The story of Detriot’s bankruptcy was simple enough. Allow capitalism to grow the city, campaign against income inequality, tax the job creators until they flee, increase government spending in order to boost employment, promise generous pension plans to keep people voting for failure. Rinse, wash and repeat- Ben Shapiro
It was on December 10, 2018 that the then Union Finance Minister and BJP stalwart Arun Jaitely announced enhancement of the government’s contribution to the New Pension Scheme (NPS) raising it from the existing slab of 10 per cent to 14 per cent. The minimum employee contribution stood at 10 per cent.
This enhancement and consequent change in the structure of the contribution was evaluated by the financial and political observers then as the effort of the political dispensation to woo over 36 lakh central government employees and their families.
The December 10, 2018 announcement was welcomed by the employees in Jammu and Kashmir too, as it was then expected that the state employees would be brought under the umbrella of this beneficial preposition. This expectancy was bolstered with the August 05, 2019 announcement wherein Jammu and Kashmir was brought directly under the control of the central government and it was announced that the employees of the State (now Union Territory) would get all benefits that are presently entitled to central government employees.
However, sluggish pace in advancing the benefit to employees in Jammu and Kashmir is reminiscent of the inordinate delay by the political dispensation in implementing the New Pension Scheme. The NPS was made applicable to Jammu and Kashmir after six years of its coming into force by the Union Government. The New Pension Scheme, which replaced the old pension scheme, was rolled out and launched on January 01, 2004 for the central government employees. One of the reasons for delayed launch of the NPS in the erstwhile State of Jammu and Kashmir that those at the helm of affairs does not want to invite the wrath of the youth in particular besides providing the ammunition to the opposition to gird their lions.
Consequently, the NPS was implemented in Jammu and Kashmir on January 01, 2010 wherein all the fresh recruits appointed in the State Service were brought under the ambit of this contributory pension scheme. Henceforth, from the year 2010 the applicability and coverage of the employees in the Government Service under the Old Pension Scheme based primarily upon the number of years of the service rendered and the basic pay at the time of superannuation was obliterated for the fresh recruits.
Under the scheme, the employee and employer were equal contributors to the Pension Scheme which was fixed at the maximum of 10 per cent of the Basic Pay.
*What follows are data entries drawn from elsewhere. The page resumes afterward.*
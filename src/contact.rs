//! Seller contact

use crate::products::Seller;

const TEAMS_CHAT_URL: &str = "https://teams.microsoft.com/l/chat/0/0?users=";

/// Teams deep link that opens a chat with `handle`.
pub fn teams_chat_url(handle: &str) -> String {
    format!("{TEAMS_CHAT_URL}{}", urlencoding::encode(handle.trim()))
}

/// Teams deep link for a seller.
pub fn contact_seller(seller: &Seller) -> String {
    teams_chat_url(&seller.teams_id)
}

#[cfg(test)]
mod tests {
    use super::*;

    #[test]
    fn encodes_handle() {
        assert_eq!(
            teams_chat_url("john.smith@nab.com.au"),
            "https://teams.microsoft.com/l/chat/0/0?users=john.smith%40nab.com.au"
        );
        assert_eq!(
            teams_chat_url(" a b+c "),
            "https://teams.microsoft.com/l/chat/0/0?users=a%20b%2Bc"
        );
    }
}
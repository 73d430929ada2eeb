//! NAB Market prelude.
//!
//! Convenience exports for common library consumers.

pub use crate::{
    catalog::{Catalog, CatalogError, CategorySummary},
    categories::Category,
    conditions::Condition,
    fixtures::{Fixture, FixtureError},
    i18n::{I18nError, Language, Translations},
    listings::{
        ContactMethod, DraftError, ImageKey, ImageUpload, InMemoryPreviews, Listing, ListingDraft,
        ListingStep, ListingWizard, PreviewRegistry, SubmitStatus, WizardError, WizardPhase,
    },
    preferences::{MemoryStore, Preferences, PreferencesError, PreferencesStore, Session},
    products::{Product, ProductId, Seller},
    query::{
        DatePosted, ListingFilters, PriceRange, SortOrder, SortOrderError, compose, compose_now,
    },
    tags::Tags,
    theme::Theme,
    wishlist::{Wishlist, WishlistError},
};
NPS is being implemented and regulated by the Pension Fund Regulatory and Development Authority. Government Servants till to date have not been able to reach over a consensus as to which scheme is better; the Old Pension structure or the New Pension Scheme. All that can be said about this is that while the Old Pension scheme was ‘Benefit Defined’, the new scheme is amalgamation of ‘Market and Contribution Defined’.
Under the recent changes in the structure of NPS, the subscriber is eligible to withdraw 60 per cent of the corpus. The remaining 40 per cent of the accumulated fund goes towards annuity.
The Tax exemption limit for lump sum withdrawal on exit too was enhanced to 60 per cent, it was announced, adding that the entire withdrawal will henceforth be exempt from purview of the Income Tax.
Out of 60 per cent of the accumulated corpus withdrawn by the NPS subscriber at the time of retirement, 40 per cent is tax exempt and balance 20 per cent is taxable.
The changes were made with the rationale that this will impact augmenting of old-age security at a time of rising life expectancy and by making NPS more attractive, government will be facilitated in attracting and retaining the best talent.
The Tier –I subscribers of the Union Territory of Jammu and Kashmir and Ladakh are eagerly awaiting the announcement by the administration of releasing and hiking Government Contribution under NPS to 14 per cent. It is hoped that the wait is not prolonged as to take away the sweetness of the benefit. The words by American President Abraham Lincoln aptly narrate thee yearning, “ And in the end it’s not the years in your life that count. It’s the life in your years.”